In a report between Montana Fish, Wildlife and Parks and the Forest Service, it was repeatedly noted that in some areas of Montana, because of the loss of hiding cover from logging on national forest lands, elk are spending significant amounts of time on private lands where most hunters are not allowed.

Yet the loss of elk security due to the large clearcuts was never evaluated in the Pintler Face project.

Clearcutting old growth and mature forests destroys bird habitat

Two thirds of Western forest bird species are in decline, resulting in the loss of 29% in bird numbers since mid-1970s. Of these, at least half of those species are dependent upon old growth and snag forests.

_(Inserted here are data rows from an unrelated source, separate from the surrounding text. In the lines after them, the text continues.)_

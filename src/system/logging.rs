//! Logging system initialization
//!
//! This module provides functions to initialize the tracing/logging system
//! based on application configuration.

use std::path::Path;

use anyhow::{Context, Result};
use tracing_appender::rolling;

use crate::config::StaticConfig;

/// Initialize logging system based on configuration
///
/// Sets up file output, daily rotation and text/JSON formatting according to
/// the `[logging]` section. Must be called once, after the configuration has
/// been loaded.
///
/// The returned `WorkerGuard` must be kept alive for the duration of the
/// program so that non-blocking log writes are flushed.
pub fn init_logging(config: &StaticConfig) -> Result<tracing_appender::non_blocking::WorkerGuard> {
    let log_file = config.logging.file.as_deref().filter(|f| !f.is_empty());

    let writer: Box<dyn std::io::Write + Send + Sync> = match log_file {
        Some(log_file) if config.logging.enable_rotation => {
            let path = Path::new(log_file);
            let dir = path.parent().unwrap_or(Path::new("."));
            let filename = path
                .file_name()
                .and_then(|f| f.to_str())
                .unwrap_or("toolbelt.log");
            let appender = rolling::Builder::new()
                .rotation(rolling::Rotation::DAILY)
                .filename_prefix(filename.trim_end_matches(".log"))
                .filename_suffix("log")
                .max_log_files(config.logging.max_backups as usize)
                .build(dir)
                .context("Failed to create rolling log appender")?;
            Box::new(appender)
        }
        Some(log_file) => {
            let file = std::fs::OpenOptions::new()
                .create(true)
                .append(true)
                .open(log_file)
                .with_context(|| format!("Failed to open log file {}", log_file))?;
            Box::new(file)
        }
        None => Box::new(std::io::stdout()),
    };

    let (non_blocking_writer, guard) = tracing_appender::non_blocking(writer);
    let filter = tracing_subscriber::EnvFilter::try_new(&config.logging.level)
        .unwrap_or_else(|_| tracing_subscriber::EnvFilter::new("info"));

    let subscriber_builder = tracing_subscriber::fmt()
        .with_writer(non_blocking_writer)
        .with_env_filter(filter)
        .with_level(true)
        .with_ansi(log_file.is_none());

    if config.logging.format == "json" {
        subscriber_builder.json().init();
    } else {
        subscriber_builder.init();
    }

    Ok(guard)
}
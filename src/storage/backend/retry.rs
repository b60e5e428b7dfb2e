//! 数据库操作重试与错误归类
//!
//! 连接获取失败、死锁、SQLite BUSY 等瞬时错误按指数退避重试；
//! 重试后仍失败的错误再由 [`map_db_err`] 转成 crate 错误。
//!
//! 非幂等写入（INSERT、计数递增）使用 [`with_write_retry`]：
//! 语句执行中途断开的连接错误不重试，提交可能已生效。

use std::future::Future;
use std::time::Duration;

use sea_orm::{DbErr, SqlErr};
use tokio::time::sleep;
use tracing::{debug, warn};

use crate::config::DatabaseConfig;
use crate::errors::ToolbeltError;

/// 重试配置
#[derive(Debug, Clone, Copy, PartialEq, Eq)]
pub struct RetryConfig {
    pub max_retries: u32,
    pub base_delay_ms: u64,
    pub max_delay_ms: u64,
}

impl Default for RetryConfig {
    fn default() -> Self {
        Self {
            max_retries: 3,
            base_delay_ms: 100,
            max_delay_ms: 2000,
        }
    }
}

impl From<&DatabaseConfig> for RetryConfig {
    fn from(config: &DatabaseConfig) -> Self {
        Self {
            max_retries: config.retry_count,
            base_delay_ms: config.retry_base_delay_ms,
            max_delay_ms: config.retry_max_delay_ms,
        }
    }
}

/// 判断数据库错误是否属于瞬时错误
pub fn is_retryable_error(err: &DbErr) -> bool {
    match err {
        DbErr::ConnectionAcquire(_) | DbErr::Conn(_) => true,
        DbErr::Exec(runtime_err) | DbErr::Query(runtime_err) => is_transient(runtime_err),
        _ => false,
    }
}

/// 可安全重放的写入错误：语句确定没有生效
///
/// 连接获取失败时语句尚未发出；死锁/BUSY 时语句已被回滚。
/// `DbErr::Conn` 可能发生在提交之后，重放会重复写入。
pub fn is_retryable_write_error(err: &DbErr) -> bool {
    match err {
        DbErr::ConnectionAcquire(_) => true,
        DbErr::Exec(runtime_err) | DbErr::Query(runtime_err) => is_transient(runtime_err),
        _ => false,
    }
}

fn is_transient(err: &sea_orm::error::RuntimeErr) -> bool {
    use sea_orm::error::RuntimeErr;

    match err {
        RuntimeErr::SqlxError(sqlx_err) => {
            use std::ops::Deref;
            if let Some(code) = sqlx_err
                .deref()
                .as_database_error()
                .and_then(|db_err| db_err.code())
            {
                // MySQL 1213/1205, PostgreSQL 40001/40P01, SQLite 5/6
                return matches!(
                    code.as_ref(),
                    "1213" | "1205" | "40001" | "40P01" | "5" | "6"
                );
            }
            is_transient_message(&sqlx_err.to_string())
        }
        RuntimeErr::Internal(msg) => is_transient_message(msg),
        #[allow(unreachable_patterns)]
        _ => false,
    }
}

fn is_transient_message(msg: &str) -> bool {
    let msg = msg.to_lowercase();
    ["deadlock", "lock wait timeout", "database is locked", "serialization failure"]
        .iter()
        .any(|needle| msg.contains(needle))
}

/// 指数退避执行器，用于读取与幂等写入
pub async fn with_retry<T, F, Fut>(
    operation_name: &str,
    config: RetryConfig,
    operation: F,
) -> Result<T, DbErr>
where
    F: FnMut() -> Fut,
    Fut: Future<Output = Result<T, DbErr>>,
{
    retry_loop(operation_name, config, is_retryable_error, operation).await
}

/// 非幂等写入的重试执行器
pub async fn with_write_retry<T, F, Fut>(
    operation_name: &str,
    config: RetryConfig,
    operation: F,
) -> Result<T, DbErr>
where
    F: FnMut() -> Fut,
    Fut: Future<Output = Result<T, DbErr>>,
{
    retry_loop(operation_name, config, is_retryable_write_error, operation).await
}

async fn retry_loop<T, F, Fut>(
    operation_name: &str,
    config: RetryConfig,
    retryable: fn(&DbErr) -> bool,
    mut operation: F,
) -> Result<T, DbErr>
where
    F: FnMut() -> Fut,
    Fut: Future<Output = Result<T, DbErr>>,
{
    let mut attempt = 0;
    loop {
        match operation().await {
            Ok(value) => {
                if attempt > 0 {
                    debug!("'{}' succeeded after {} retries", operation_name, attempt);
                }
                return Ok(value);
            }
            Err(e) if attempt < config.max_retries && retryable(&e) => {
                attempt += 1;
                let delay = backoff_delay(attempt, config.base_delay_ms, config.max_delay_ms);
                warn!(
                    "'{}' failed (attempt {}/{}): {}; retrying in {} ms",
                    operation_name,
                    attempt,
                    config.max_retries + 1,
                    e,
                    delay
                );
                sleep(Duration::from_millis(delay)).await;
            }
            Err(e) => return Err(e),
        }
    }
}

/// 第 `attempt` 次重试的等待时间：base * 2^(attempt-1)，封顶 max，加 0-25% 抖动
fn backoff_delay(attempt: u32, base_ms: u64, max_ms: u64) -> u64 {
    let exp = base_ms.saturating_mul(2u64.saturating_pow(attempt.saturating_sub(1)));
    let capped = exp.min(max_ms);
    capped.saturating_add(rand::random_range(0..=capped / 4))
}

/// 把数据库错误转成 crate 错误
///
/// 唯一键冲突 → `Conflict`，外键冲突 → `InvalidInput`，
/// 连接类错误 → `DatabaseConnection`，其余 → `DatabaseOperation`
pub fn map_db_err(operation_name: &str, err: DbErr) -> ToolbeltError {
    match err.sql_err() {
        Some(SqlErr::UniqueConstraintViolation(detail)) => {
            return ToolbeltError::conflict(format!("{}: duplicate key ({})", operation_name, detail));
        }
        Some(SqlErr::ForeignKeyConstraintViolation(detail)) => {
            return ToolbeltError::invalid_input(format!(
                "{}: referenced record does not exist ({})",
                operation_name, detail
            ));
        }
        _ => {}
    }

    match err {
        DbErr::ConnectionAcquire(_) | DbErr::Conn(_) => ToolbeltError::database_connection(
            format!("{}: {}", operation_name, err),
        ),
        other => ToolbeltError::database_operation(format!("{}: {}", operation_name, other)),
    }
}

#[cfg(test)]
mod tests {
    use super::*;
    use sea_orm::error::{ConnAcquireErr, RuntimeErr};
    use std::sync::atomic::{AtomicU32, Ordering};

    fn fast() -> RetryConfig {
        RetryConfig {
            max_retries: 2,
            base_delay_ms: 5,
            max_delay_ms: 20,
        }
    }

    #[test]
    fn test_transient_errors() {
        assert!(is_retryable_error(&DbErr::ConnectionAcquire(
            ConnAcquireErr::Timeout
        )));
        assert!(is_retryable_error(&DbErr::Exec(RuntimeErr::Internal(
            "database is locked".into()
        ))));
        assert!(is_retryable_error(&DbErr::Query(RuntimeErr::Internal(
            "Deadlock found when trying to get lock".into()
        ))));
        assert!(!is_retryable_error(&DbErr::RecordNotFound("x".into())));
        assert!(!is_retryable_error(&DbErr::Custom("syntax".into())));
    }

    #[test]
    fn test_backoff_grows_and_caps() {
        let first = backoff_delay(1, 100, 2000);
        assert!((100..=125).contains(&first));

        let third = backoff_delay(3, 100, 2000);
        assert!((400..=500).contains(&third));

        let capped = backoff_delay(12, 100, 2000);
        assert!((2000..=2500).contains(&capped));
    }

    #[tokio::test]
    async fn test_retries_transient_until_success() {
        let calls = AtomicU32::new(0);
        let result = with_retry("lookup", fast(), || {
            let n = calls.fetch_add(1, Ordering::SeqCst);
            async move {
                if n == 0 {
                    Err(DbErr::ConnectionAcquire(ConnAcquireErr::Timeout))
                } else {
                    Ok(7)
                }
            }
        })
        .await;

        assert_eq!(result.unwrap(), 7);
        assert_eq!(calls.load(Ordering::SeqCst), 2);
    }

    #[tokio::test]
    async fn test_gives_up_after_budget() {
        let calls = AtomicU32::new(0);
        let result: Result<(), DbErr> = with_retry("lookup", fast(), || {
            calls.fetch_add(1, Ordering::SeqCst);
            async { Err(DbErr::ConnectionAcquire(ConnAcquireErr::Timeout)) }
        })
        .await;

        assert!(result.is_err());
        assert_eq!(calls.load(Ordering::SeqCst), 3);
    }

    #[tokio::test]
    async fn test_permanent_error_not_retried() {
        let calls = AtomicU32::new(0);
        let result: Result<(), DbErr> = with_retry("lookup", fast(), || {
            calls.fetch_add(1, Ordering::SeqCst);
            async { Err(DbErr::Custom("bad sql".into())) }
        })
        .await;

        assert!(result.is_err());
        assert_eq!(calls.load(Ordering::SeqCst), 1);
    }

    #[test]
    fn test_map_db_err_connection_is_unavailable() {
        let err = map_db_err("get_paste", DbErr::ConnectionAcquire(ConnAcquireErr::Timeout));
        assert!(matches!(err, ToolbeltError::DatabaseConnection(_)));
        assert_eq!(err.kind(), crate::errors::ErrorKind::Unavailable);
    }

    #[tokio::test]
    async fn test_write_retry_skips_broken_connection() {
        let calls = AtomicU32::new(0);
        let result: Result<(), DbErr> = with_write_retry("insert", fast(), || {
            calls.fetch_add(1, Ordering::SeqCst);
            async { Err(DbErr::Conn(RuntimeErr::Internal("connection reset".into()))) }
        })
        .await;

        assert!(result.is_err());
        assert_eq!(calls.load(Ordering::SeqCst), 1);
    }

    #[tokio::test]
    async fn test_write_retry_still_retries_acquire_and_busy() {
        let calls = AtomicU32::new(0);
        let result = with_write_retry("insert", fast(), || {
            let n = calls.fetch_add(1, Ordering::SeqCst);
            async move {
                match n {
                    0 => Err(DbErr::ConnectionAcquire(ConnAcquireErr::Timeout)),
                    1 => Err(DbErr::Exec(RuntimeErr::Internal("database is locked".into()))),
                    _ => Ok(n),
                }
            }
        })
        .await;

        assert_eq!(result.unwrap(), 2);
        assert_eq!(calls.load(Ordering::SeqCst), 3);
    }

    #[test]
    fn test_broken_connection_is_retryable_for_reads_only() {
        let err = DbErr::Conn(RuntimeErr::Internal("connection reset".into()));
        assert!(is_retryable_error(&err));
        assert!(!is_retryable_write_error(&err));
    }
}
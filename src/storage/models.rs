use chrono::{DateTime, Utc};
use serde::{Deserialize, Serialize};
use strum::{AsRefStr, EnumString};

/// 注册用户
///
/// `password_hash` 不参与序列化，API 层直接返回本结构体也不会泄露。
#[derive(Debug, Clone, PartialEq, Eq, Serialize)]
pub struct User {
    pub id: i64,
    pub email: String,
    pub username: String,
    #[serde(skip_serializing)]
    pub password_hash: String,
    pub created_at: DateTime<Utc>,
}

/// 新用户（尚未分配 id）
#[derive(Debug, Clone)]
pub struct NewUser {
    pub email: String,
    pub username: String,
    pub password_hash: String,
}

#[derive(Debug, Clone, PartialEq, Eq, Serialize, Deserialize)]
pub struct Paste {
    pub id: String,
    pub content: String,
    pub owner_id: Option<i64>,
    pub created_at: DateTime<Utc>,
    pub expires_at: Option<DateTime<Utc>>,
}

impl Paste {
    pub fn is_expired(&self) -> bool {
        is_expired_at(self.expires_at)
    }
}

#[derive(Debug, Clone, PartialEq, Eq, Serialize, Deserialize)]
pub struct ShortUrl {
    pub short_id: String,
    pub target_url: String,
    pub owner_id: Option<i64>,
    pub created_at: DateTime<Utc>,
    pub expires_at: Option<DateTime<Utc>>,
    pub hit_count: i64,
}

impl ShortUrl {
    pub fn is_expired(&self) -> bool {
        is_expired_at(self.expires_at)
    }
}

fn is_expired_at(expires_at: Option<DateTime<Utc>>) -> bool {
    expires_at.is_some_and(|at| at <= Utc::now())
}

/// 会话状态：Open → Closed，关闭后不可重新打开
#[derive(
    Debug, Clone, Copy, PartialEq, Eq, Serialize, Deserialize, AsRefStr, EnumString,
)]
#[serde(rename_all = "lowercase")]
#[strum(serialize_all = "lowercase")]
pub enum SessionState {
    Open,
    Closed,
}

#[derive(Debug, Clone, PartialEq, Eq, Serialize, Deserialize)]
pub struct TerminalSession {
    pub session_id: String,
    pub owner_id: i64,
    pub name: Option<String>,
    pub state: SessionState,
    pub created_at: DateTime<Utc>,
    pub closed_at: Option<DateTime<Utc>>,
}

impl TerminalSession {
    pub fn is_open(&self) -> bool {
        self.state == SessionState::Open
    }
}

/// 命令执行结果
///
/// 序列化为带 `kind` 标签的 JSON，存储层原样保存。
#[derive(Debug, Clone, PartialEq, Eq, Serialize, Deserialize)]
#[serde(tag = "kind", rename_all = "snake_case")]
pub enum CommandResult {
    /// 正常文本输出
    Output { stdout: String },
    /// 命令无法执行（未找到、被拒绝、超时等）
    Error { message: String },
    /// 外部进程退出，附带退出码与两路输出
    Exit {
        status: i32,
        stdout: String,
        stderr: String,
    },
}

impl CommandResult {
    pub fn output(stdout: impl Into<String>) -> Self {
        CommandResult::Output {
            stdout: stdout.into(),
        }
    }

    pub fn error(message: impl Into<String>) -> Self {
        CommandResult::Error {
            message: message.into(),
        }
    }
}

/// 一次已记录的命令执行，写入后不再修改
#[derive(Debug, Clone, PartialEq, Eq, Serialize, Deserialize)]
pub struct CommandExecution {
    pub id: i64,
    pub session_id: String,
    pub owner_id: i64,
    pub command: String,
    pub result: CommandResult,
    pub executed_at: DateTime<Utc>,
}

#[cfg(test)]
mod tests {
    use super::*;
    use chrono::Duration;
    use std::str::FromStr;

    #[test]
    fn test_command_result_json_shape() {
        let json = serde_json::to_value(CommandResult::output("hi\n")).unwrap();
        assert_eq!(json["kind"], "output");
        assert_eq!(json["stdout"], "hi\n");

        let json = serde_json::to_value(CommandResult::Exit {
            status: 2,
            stdout: String::new(),
            stderr: "boom".into(),
        })
        .unwrap();
        assert_eq!(json["kind"], "exit");
        assert_eq!(json["status"], 2);
    }

    #[test]
    fn test_command_result_parses_error_variant() {
        let parsed: CommandResult =
            serde_json::from_str(r#"{"kind":"error","message":"command not found: ls"}"#)
                .unwrap();
        assert_eq!(parsed, CommandResult::error("command not found: ls"));
    }

    #[test]
    fn test_session_state_strings() {
        assert_eq!(SessionState::Open.as_ref(), "open");
        assert_eq!(SessionState::from_str("closed").unwrap(), SessionState::Closed);
        assert!(SessionState::from_str("paused").is_err());
    }

    #[test]
    fn test_expiry() {
        let mut paste = Paste {
            id: "abc".into(),
            content: "x".into(),
            owner_id: None,
            created_at: Utc::now(),
            expires_at: None,
        };
        assert!(!paste.is_expired());

        paste.expires_at = Some(Utc::now() - Duration::seconds(1));
        assert!(paste.is_expired());

        paste.expires_at = Some(Utc::now() + Duration::hours(1));
        assert!(!paste.is_expired());
    }

    #[test]
    fn test_user_hash_not_serialized() {
        let user = User {
            id: 1,
            email: "a@b.c".into(),
            username: "alice".into(),
            password_hash: "$argon2id$secret".into(),
            created_at: Utc::now(),
        };
        let json = serde_json::to_string(&user).unwrap();
        assert!(!json.contains("argon2id"));
    }
}
use actix_web::{HttpResponse, web};

use crate::api::middleware::OptionalUser;
use crate::services::AppServices;

use super::helpers::{ApiResult, created_response, success_response};
use super::types::CreatePasteRequest;

/// POST /pastes
pub async fn create_paste(
    services: web::Data<AppServices>,
    user: OptionalUser,
    body: web::Json<CreatePasteRequest>,
) -> ApiResult {
    let body = body.into_inner();
    let paste = services
        .pastes
        .create_paste(body.content, user.0, body.ttl_secs)
        .await?;
    Ok(created_response(paste))
}

/// GET /pastes/{id}
pub async fn get_paste(services: web::Data<AppServices>, path: web::Path<String>) -> ApiResult {
    let paste = services.pastes.get_paste(&path).await?;
    Ok(success_response(paste))
}

/// GET /pastes/{id}/raw
pub async fn get_paste_raw(
    services: web::Data<AppServices>,
    path: web::Path<String>,
) -> ApiResult {
    let paste = services.pastes.get_paste(&path).await?;
    Ok(HttpResponse::Ok()
        .content_type("text/plain; charset=utf-8")
        .body(paste.content))
}

/// DELETE /pastes/{id}
pub async fn delete_paste(
    services: web::Data<AppServices>,
    user: OptionalUser,
    path: web::Path<String>,
) -> ApiResult {
    services.pastes.delete_paste(&path, user.0).await?;
    Ok(HttpResponse::NoContent().finish())
}

pub fn paste_routes() -> actix_web::Scope {
    web::scope("/pastes")
        .route("", web::post().to(create_paste))
        .route("/{id}", web::get().to(get_paste))
        .route("/{id}", web::delete().to(delete_paste))
        .route("/{id}/raw", web::get().to(get_paste_raw))
}
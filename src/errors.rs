use std::fmt;

use actix_web::http::StatusCode;
use serde::Serialize;

/// 稳定的错误类别，边界层据此映射为传输层状态码
#[derive(Debug, Clone, Copy, PartialEq, Eq, Serialize)]
#[serde(rename_all = "snake_case")]
pub enum ErrorKind {
    InvalidInput,
    NotFound,
    Forbidden,
    Unauthorized,
    Conflict,
    InvalidState,
    Unavailable,
    Internal,
}

#[derive(Debug, Clone)]
pub enum ToolbeltError {
    InvalidInput(String),
    NotFound(String),
    Forbidden(String),
    Unauthorized(String),
    Conflict(String),
    IdExhausted(String),
    InvalidState(String),
    DatabaseConfig(String),
    DatabaseConnection(String),
    DatabaseOperation(String),
    PasswordHash(String),
    Token(String),
    FileOperation(String),
    Serialization(String),
}

impl ToolbeltError {
    /// 获取错误代码
    pub fn code(&self) -> &'static str {
        match self {
            ToolbeltError::InvalidInput(_) => "E001",
            ToolbeltError::NotFound(_) => "E002",
            ToolbeltError::Forbidden(_) => "E003",
            ToolbeltError::Unauthorized(_) => "E004",
            ToolbeltError::Conflict(_) => "E005",
            ToolbeltError::IdExhausted(_) => "E006",
            ToolbeltError::InvalidState(_) => "E007",
            ToolbeltError::DatabaseConfig(_) => "E008",
            ToolbeltError::DatabaseConnection(_) => "E009",
            ToolbeltError::DatabaseOperation(_) => "E010",
            ToolbeltError::PasswordHash(_) => "E011",
            ToolbeltError::Token(_) => "E012",
            ToolbeltError::FileOperation(_) => "E013",
            ToolbeltError::Serialization(_) => "E014",
        }
    }

    /// 获取错误类型名称
    pub fn error_type(&self) -> &'static str {
        match self {
            ToolbeltError::InvalidInput(_) => "Invalid Input",
            ToolbeltError::NotFound(_) => "Resource Not Found",
            ToolbeltError::Forbidden(_) => "Forbidden",
            ToolbeltError::Unauthorized(_) => "Unauthorized",
            ToolbeltError::Conflict(_) => "Conflict",
            ToolbeltError::IdExhausted(_) => "Identifier Space Exhausted",
            ToolbeltError::InvalidState(_) => "Invalid State",
            ToolbeltError::DatabaseConfig(_) => "Database Configuration Error",
            ToolbeltError::DatabaseConnection(_) => "Database Connection Error",
            ToolbeltError::DatabaseOperation(_) => "Database Operation Error",
            ToolbeltError::PasswordHash(_) => "Password Hash Error",
            ToolbeltError::Token(_) => "Token Error",
            ToolbeltError::FileOperation(_) => "File Operation Error",
            ToolbeltError::Serialization(_) => "Serialization Error",
        }
    }

    /// 获取错误详情
    pub fn message(&self) -> &str {
        match self {
            ToolbeltError::InvalidInput(msg)
            | ToolbeltError::NotFound(msg)
            | ToolbeltError::Forbidden(msg)
            | ToolbeltError::Unauthorized(msg)
            | ToolbeltError::Conflict(msg)
            | ToolbeltError::IdExhausted(msg)
            | ToolbeltError::InvalidState(msg)
            | ToolbeltError::DatabaseConfig(msg)
            | ToolbeltError::DatabaseConnection(msg)
            | ToolbeltError::DatabaseOperation(msg)
            | ToolbeltError::PasswordHash(msg)
            | ToolbeltError::Token(msg)
            | ToolbeltError::FileOperation(msg)
            | ToolbeltError::Serialization(msg) => msg,
        }
    }

    pub fn kind(&self) -> ErrorKind {
        match self {
            ToolbeltError::InvalidInput(_) => ErrorKind::InvalidInput,
            ToolbeltError::NotFound(_) => ErrorKind::NotFound,
            ToolbeltError::Forbidden(_) => ErrorKind::Forbidden,
            ToolbeltError::Unauthorized(_) | ToolbeltError::Token(_) => ErrorKind::Unauthorized,
            ToolbeltError::Conflict(_) | ToolbeltError::IdExhausted(_) => ErrorKind::Conflict,
            ToolbeltError::InvalidState(_) => ErrorKind::InvalidState,
            ToolbeltError::DatabaseConnection(_) | ToolbeltError::DatabaseOperation(_) => {
                ErrorKind::Unavailable
            }
            ToolbeltError::DatabaseConfig(_)
            | ToolbeltError::PasswordHash(_)
            | ToolbeltError::FileOperation(_)
            | ToolbeltError::Serialization(_) => ErrorKind::Internal,
        }
    }

    /// 映射到 HTTP 状态码
    pub fn http_status(&self) -> StatusCode {
        match self.kind() {
            ErrorKind::InvalidInput => StatusCode::BAD_REQUEST,
            ErrorKind::NotFound => StatusCode::NOT_FOUND,
            ErrorKind::Forbidden => StatusCode::FORBIDDEN,
            ErrorKind::Unauthorized => StatusCode::UNAUTHORIZED,
            ErrorKind::Conflict | ErrorKind::InvalidState => StatusCode::CONFLICT,
            ErrorKind::Unavailable => StatusCode::SERVICE_UNAVAILABLE,
            ErrorKind::Internal => StatusCode::INTERNAL_SERVER_ERROR,
        }
    }

    /// 主键冲突（可由 id 重试循环恢复）
    pub fn is_conflict(&self) -> bool {
        matches!(self, ToolbeltError::Conflict(_))
    }

    /// 格式化为彩色输出（用于启动失败时的终端输出）
    pub fn format_colored(&self) -> String {
        use colored::Colorize;
        format!(
            "{} {} {}\n  {}",
            "[ERROR]".red().bold(),
            self.code().yellow(),
            self.error_type().red(),
            self.message().white()
        )
    }

    /// 格式化为简洁输出
    pub fn format_simple(&self) -> String {
        format!("{}: {}", self.error_type(), self.message())
    }
}

impl fmt::Display for ToolbeltError {
    fn fmt(&self, f: &mut fmt::Formatter<'_>) -> fmt::Result {
        write!(f, "{}", self.format_simple())
    }
}

impl std::error::Error for ToolbeltError {}

// 便捷的构造函数
impl ToolbeltError {
    pub fn invalid_input<T: Into<String>>(msg: T) -> Self {
        ToolbeltError::InvalidInput(msg.into())
    }

    pub fn not_found<T: Into<String>>(msg: T) -> Self {
        ToolbeltError::NotFound(msg.into())
    }

    pub fn forbidden<T: Into<String>>(msg: T) -> Self {
        ToolbeltError::Forbidden(msg.into())
    }

    pub fn unauthorized<T: Into<String>>(msg: T) -> Self {
        ToolbeltError::Unauthorized(msg.into())
    }

    pub fn conflict<T: Into<String>>(msg: T) -> Self {
        ToolbeltError::Conflict(msg.into())
    }

    pub fn id_exhausted<T: Into<String>>(msg: T) -> Self {
        ToolbeltError::IdExhausted(msg.into())
    }

    pub fn invalid_state<T: Into<String>>(msg: T) -> Self {
        ToolbeltError::InvalidState(msg.into())
    }

    pub fn database_config<T: Into<String>>(msg: T) -> Self {
        ToolbeltError::DatabaseConfig(msg.into())
    }

    pub fn database_connection<T: Into<String>>(msg: T) -> Self {
        ToolbeltError::DatabaseConnection(msg.into())
    }

    pub fn database_operation<T: Into<String>>(msg: T) -> Self {
        ToolbeltError::DatabaseOperation(msg.into())
    }

    pub fn password_hash<T: Into<String>>(msg: T) -> Self {
        ToolbeltError::PasswordHash(msg.into())
    }

    pub fn token<T: Into<String>>(msg: T) -> Self {
        ToolbeltError::Token(msg.into())
    }
}

impl From<sea_orm::DbErr> for ToolbeltError {
    fn from(err: sea_orm::DbErr) -> Self {
        ToolbeltError::DatabaseOperation(err.to_string())
    }
}

impl From<std::io::Error> for ToolbeltError {
    fn from(err: std::io::Error) -> Self {
        ToolbeltError::FileOperation(err.to_string())
    }
}

impl From<serde_json::Error> for ToolbeltError {
    fn from(err: serde_json::Error) -> Self {
        ToolbeltError::Serialization(err.to_string())
    }
}

impl From<jsonwebtoken::errors::Error> for ToolbeltError {
    fn from(err: jsonwebtoken::errors::Error) -> Self {
        ToolbeltError::Token(err.to_string())
    }
}

pub type Result<T> = std::result::Result<T, ToolbeltError>;

#[cfg(test)]
mod tests {
    use super::*;

    #[test]
    fn test_kind_mapping() {
        assert_eq!(
            ToolbeltError::id_exhausted("x").kind(),
            ErrorKind::Conflict
        );
        assert_eq!(
            ToolbeltError::database_operation("x").kind(),
            ErrorKind::Unavailable
        );
        assert_eq!(ToolbeltError::token("x").kind(), ErrorKind::Unauthorized);
    }

    #[test]
    fn test_http_status_mapping() {
        assert_eq!(
            ToolbeltError::invalid_input("bad").http_status(),
            StatusCode::BAD_REQUEST
        );
        assert_eq!(
            ToolbeltError::forbidden("no").http_status(),
            StatusCode::FORBIDDEN
        );
        assert_eq!(
            ToolbeltError::invalid_state("closed").http_status(),
            StatusCode::CONFLICT
        );
        assert_eq!(
            ToolbeltError::database_connection("down").http_status(),
            StatusCode::SERVICE_UNAVAILABLE
        );
    }

    #[test]
    fn test_only_plain_conflict_is_retryable() {
        assert!(ToolbeltError::conflict("dup").is_conflict());
        assert!(!ToolbeltError::id_exhausted("dup").is_conflict());
    }

    #[test]
    fn test_display_uses_simple_format() {
        let err = ToolbeltError::not_found("Paste 'abc' not found");
        assert_eq!(err.to_string(), "Resource Not Found: Paste 'abc' not found");
    }

    #[test]
    fn test_io_and_json_errors_are_internal() {
        let io: ToolbeltError = std::io::Error::other("disk gone").into();
        assert!(matches!(io, ToolbeltError::FileOperation(_)));
        assert_eq!(io.kind(), ErrorKind::Internal);

        let json: ToolbeltError = serde_json::from_str::<serde_json::Value>("{")
            .unwrap_err()
            .into();
        assert!(matches!(json, ToolbeltError::Serialization(_)));
        assert_eq!(json.http_status(), StatusCode::INTERNAL_SERVER_ERROR);
    }
}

The species associated with old growth on the Beaverhead-Deerlodge National Forest include the black-backed woodpecker, boreal owl, brown creeper, chestnut-backed chickadee, flammulated owl, golden-crowned kinglet, hairy woodpecker, Hammond’s flycatcher, hermit thrush, Lewis woodpecker, northern goshawk, pileated woodpecker, pine grosbeak, red-breasted nuthatch, Swainson’s thrush, three-toed woodpecker, Townsend’s warbler, varied thrush, Wilson warbler, and great gray owl.

Yet, once again, the loss of Western forest bird habitat due to logging and burning was never evaluated in the Pintler Face project.

Collaborative agreements are not legally binding

While we were criticized for not attending collaborative meetings, the fact is that agreements reached by collaborators and the Forest Service are not legally binding. Our co-plaintiff, Alliance for the Wild Rockies, spent 8 months collaborating with the Forest Service on logging Helena’s Ten Mile watershed. The Forest Service promptly broke the logging and roading agreement in its final decision. The primary reason we rarely meet with the Forest Service anymore is because they repeatedly lie to us.

The National Environmental Policy Act requires the Forest Service to let all Americans have a say in the management of our national forests, not just the local timber industry and their collaborators, including challenging projects in court.

Sara Johnson, director of Native Ecosystems Council, is a former Forest Service wildlife biologist and has a Ph. D. from Montana State University.